● SUPPLIED DATA:
//! # Transport client.
//!
//! [`Client`] connects to an orchestrator service, authenticates with the
//! shared key and either submits a [`Message`] (returning a
//! [`PetitionStream`] of output lines plus a final exit code) or cancels a
//! live petition by id.
//!
//! ## Rules
//! - A stream that closes without a `Done` frame reads as success with
//!   exit code 0 — mid-stream disconnection is not an error for the
//!   consumer.
//! - `Done { code: None }` also maps to exit code 0.

use bytes::Bytes;
use futures::{SinkExt, StreamExt};
use tokio::net::TcpStream;
use tokio_util::codec::{Framed, LengthDelimitedCodec};

use crate::error::TransportError;
use crate::petitions::PetitionId;
use crate::transport::auth::{self, AuthKey, Frames};
use crate::transport::message::{Message, OutputFrame, Request};

/// Client for an orchid service.
///
/// ## Example
/// ```no_run
/// use orchid::{AuthKey, Client, Message};
///
/// #[tokio::main(flavor = "current_thread")]
/// async fn main() -> Result<(), Box<dyn std::error::Error>> {
///     let client = Client::new("127.0.0.1:50000", AuthKey::new(b"secret".to_vec()));
///     let message = Message::new("a").with_extra("counter", 3);
///     let stream = client.submit(message).await?;
///     let code = stream.drain(|line| println!("{line}")).await?;
///     std::process::exit(code);
/// }
/// ```
#[derive(Clone)]
pub struct Client {
    addr: String,
    key: AuthKey,
}

impl Client {
    /// Creates a client for `addr` using the given shared key.
    pub fn new(addr: impl Into<String>, key: AuthKey) -> Self {
        Self {
            addr: addr.into(),
            key,
        }
    }

    async fn connect(&self) -> Result<Frames, TransportError> {
        let stream = TcpStream::connect(&self.addr).await?;
        let mut framed = Framed::new(stream, LengthDelimitedCodec::new());
        auth::client_handshake(&mut framed, &self.key).await?;
        Ok(framed)
    }

    /// Submits a message and returns the petition's output stream.
    pub async fn submit(&self, message: Message) -> Result<PetitionStream, TransportError> {
        let mut framed = self.connect().await?;
        let payload = serde_json::to_vec(&Request::Submit { message })?;
        framed.send(Bytes::from(payload)).await?;
        Ok(PetitionStream { framed })
    }

    /// Cancels a live petition.
    ///
    /// Resolves once the service confirms the petition reached its terminal
    /// state (or the connection closes, which is treated the same way).
    pub async fn cancel(&self, id: impl Into<PetitionId>) -> Result<(), TransportError> {
        let mut framed = self.connect().await?;
        let payload = serde_json::to_vec(&Request::Cancel { id: id.into() })?;
        framed.send(Bytes::from(payload)).await?;

        match framed.next().await {
            None => Ok(()),
            Some(Ok(frame)) => {
                let _: OutputFrame = serde_json::from_slice(&frame)?;
                Ok(())
            }
            Some(Err(err)) => Err(err.into()),
        }
    }
}

/// Streaming view of one submitted petition.
#[derive(Debug)]
pub struct PetitionStream {
    framed: Frames,
}

impl PetitionStream {
    /// Receives the next frame, or `None` when the service closed the
    /// stream without a final frame.
    pub async fn recv(&mut self) -> Result<Option<OutputFrame>, TransportError> {
        match self.framed.next().await {
            None => Ok(None),
            Some(Ok(bytes)) => Ok(Some(serde_json::from_slice(&bytes)?)),
            Some(Err(err)) => Err(err.into()),
        }
    }

    /// Consumes the stream, invoking `on_line` per output line, and returns
    /// the exit code. Channel closure and `Done { code: None }` both map to
    /// 0.
    pub async fn drain(mut self, mut on_line: impl FnMut(&str)) -> Result<i32, TransportError> {
        loop {
            match self.recv().await? {
                Some(OutputFrame::Line { text }) => on_line(&text),
                Some(OutputFrame::Done { code }) => return Ok(code.unwrap_or(0)),
                None => return Ok(0),
            }
        }
    }
}
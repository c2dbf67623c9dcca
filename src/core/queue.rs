//! # Priority queue of pending petitions.
//!
//! [`PetitionQueue`] is safe for concurrent producers (client connections,
//! the watchdog, the shutdown path) and a single consumer (the processor
//! loop). Ordering is **total** and depends only on the pair
//! `(priority, arrival seq)`: lower priority value first, ties broken by
//! submission order. Concrete petition types never influence ordering, so
//! different implementations mix freely in one queue.
//!
//! ## Rules
//! - `wait_batch` blocks until at least one petition is available, then
//!   takes at most `max` items — and never more than were queued when the
//!   call started observing, so a burst of arrivals cannot extend a round.
//! - Re-inserting a petition keeps its original arrival seq: petitions
//!   skipped by the look-ahead return to their exact relative position.

use std::cmp::Ordering;
use std::collections::BinaryHeap;
use std::sync::Mutex;

use tokio::sync::Notify;
use tokio_util::sync::CancellationToken;

use crate::petitions::PetitionHandle;

/// Heap entry ordered by `(priority, seq)`, smallest first.
struct Entry(PetitionHandle);

impl Entry {
    #[inline]
    fn key(&self) -> (i64, u64) {
        (self.0.priority(), self.0.seq())
    }
}

impl PartialEq for Entry {
    fn eq(&self, other: &Self) -> bool {
        self.key() == other.key()
    }
}

impl Eq for Entry {}

impl PartialOrd for Entry {
    fn partial_cmp(&self, other: &Self) -> Option<Ordering> {
        Some(self.cmp(other))
    }
}

impl Ord for Entry {
    // Inverted so the std max-heap yields the smallest key first.
    fn cmp(&self, other: &Self) -> Ordering {
        other.key().cmp(&self.key())
    }
}

/// Concurrent-producer / single-consumer priority queue.
pub struct PetitionQueue {
    heap: Mutex<BinaryHeap<Entry>>,
    notify: Notify,
}

impl PetitionQueue {
    /// Creates an empty queue.
    pub fn new() -> Self {
        Self {
            heap: Mutex::new(BinaryHeap::new()),
            notify: Notify::new(),
        }
    }

    /// Inserts a petition and wakes the consumer.
    pub fn push(&self, handle: PetitionHandle) {
        self.heap
            .lock()
            .unwrap_or_else(|e| e.into_inner())
            .push(Entry(handle));
        self.notify.notify_one();
    }

    /// Number of queued petitions.
    pub fn len(&self) -> usize {
        self.heap.lock().unwrap_or_else(|e| e.into_inner()).len()
    }

    /// Whether the queue is empty.
    pub fn is_empty(&self) -> bool {
        self.len() == 0
    }

    /// Takes up to `max` petitions in priority order, bounded by the queue
    /// length at the time of the call.
    pub fn pop_batch(&self, max: usize) -> Vec<PetitionHandle> {
        let mut heap = self.heap.lock().unwrap_or_else(|e| e.into_inner());
        let take = max.min(heap.len());
        let mut batch = Vec::with_capacity(take);
        for _ in 0..take {
            match heap.pop() {
                Some(entry) => batch.push(entry.0),
                None => break,
            }
        }
        batch
    }

    /// Waits until petitions are available (or `token` fires), then takes a
    /// batch. Returns an empty batch only on cancellation.
    pub async fn wait_batch(&self, max: usize, token: &CancellationToken) -> Vec<PetitionHandle> {
        loop {
            // register interest before checking, so a concurrent push
            // between the check and the await cannot be missed
            let notified = self.notify.notified();
            let batch = self.pop_batch(max);
            if !batch.is_empty() {
                return batch;
            }
            tokio::select! {
                _ = notified => {}
                _ = token.cancelled() => return Vec::new(),
            }
        }
    }

    /// Empties the queue, returning everything in priority order.
    pub fn drain(&self) -> Vec<PetitionHandle> {
        let mut heap = self.heap.lock().unwrap_or_else(|e| e.into_inner());
        let mut all = Vec::with_capacity(heap.len());
        while let Some(entry) = heap.pop() {
            all.push(entry.0);
        }
        all
    }
}

impl Default for PetitionQueue {
    fn default() -> Self {
        Self::new()
    }
}

#[cfg(test)]
mod tests {
    use super::*;
    use crate::petitions::{FnPetition, PetitionHandle, ProcessPetition, Reply};

    fn handle(id: &str, priority: i64, seq: u64) -> PetitionHandle {
        PetitionHandle::new(FnPetition::builder(id, priority).arc(), seq, Reply::null())
    }

    #[test]
    fn test_pops_lowest_priority_value_first() {
        let q = PetitionQueue::new();
        q.push(handle("low", 30, 0));
        q.push(handle("high", 1, 1));
        q.push(handle("mid", 10, 2));

        let batch = q.pop_batch(3);
        let ids: Vec<String> = batch.iter().map(|h| h.id().to_string()).collect();
        assert_eq!(ids, ["high", "mid", "low"]);
    }

    #[test]
    fn test_equal_priority_preserves_arrival_order() {
        let q = PetitionQueue::new();
        q.push(handle("first", 5, 0));
        q.push(handle("second", 5, 1));
        q.push(handle("third", 5, 2));

        let ids: Vec<String> = q
            .pop_batch(3)
            .iter()
            .map(|h| h.id().to_string())
            .collect();
        assert_eq!(ids, ["first", "second", "third"]);
    }

    #[test]
    fn test_reinsertion_keeps_relative_order() {
        let q = PetitionQueue::new();
        q.push(handle("a", 5, 0));
        q.push(handle("b", 5, 1));

        // skip both, put them back, then add a newcomer of equal priority
        let skipped = q.pop_batch(2);
        for h in skipped {
            q.push(h);
        }
        q.push(handle("c", 5, 2));

        let ids: Vec<String> = q
            .pop_batch(3)
            .iter()
            .map(|h| h.id().to_string())
            .collect();
        assert_eq!(ids, ["a", "b", "c"]);
    }

    #[test]
    fn test_ordering_ignores_concrete_type() {
        // Different petition implementations with equal priority order
        // purely by arrival, proving no subtype field leaks into ordering.
        let q = PetitionQueue::new();
        let proc = PetitionHandle::new(
            ProcessPetition::new("proc", 7, "true", Vec::<String>::new()).arc(),
            0,
            Reply::null(),
        );
        let func = handle("func", 7, 1);
        q.push(func);
        q.push(proc);

        let ids: Vec<String> = q
            .pop_batch(2)
            .iter()
            .map(|h| h.id().to_string())
            .collect();
        assert_eq!(ids, ["proc", "func"]);
    }

    #[test]
    fn test_pop_batch_bounded_by_len() {
        let q = PetitionQueue::new();
        q.push(handle("only", 1, 0));
        let batch = q.pop_batch(10);
        assert_eq!(batch.len(), 1);
        assert!(q.is_empty());
    }

    #[tokio::test]
    async fn test_wait_batch_returns_empty_on_cancel() {
        let q = PetitionQueue::new();
        let token = CancellationToken::new();
        token.cancel();
        let batch = q.wait_batch(1, &token).await;
        assert!(batch.is_empty());
    }
}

● WHAT TO WORK ON: Pull out every line of the records that includes the string "crate".

● RESULT OF THE TASK:
use crate::error::TransportError;
use crate::petitions::PetitionId;
use crate::transport::auth::{self, AuthKey, Frames};
use crate::transport::message::{Message, OutputFrame, Request};
use crate::petitions::PetitionHandle;
    use crate::petitions::{FnPetition, PetitionHandle, ProcessPetition, Reply};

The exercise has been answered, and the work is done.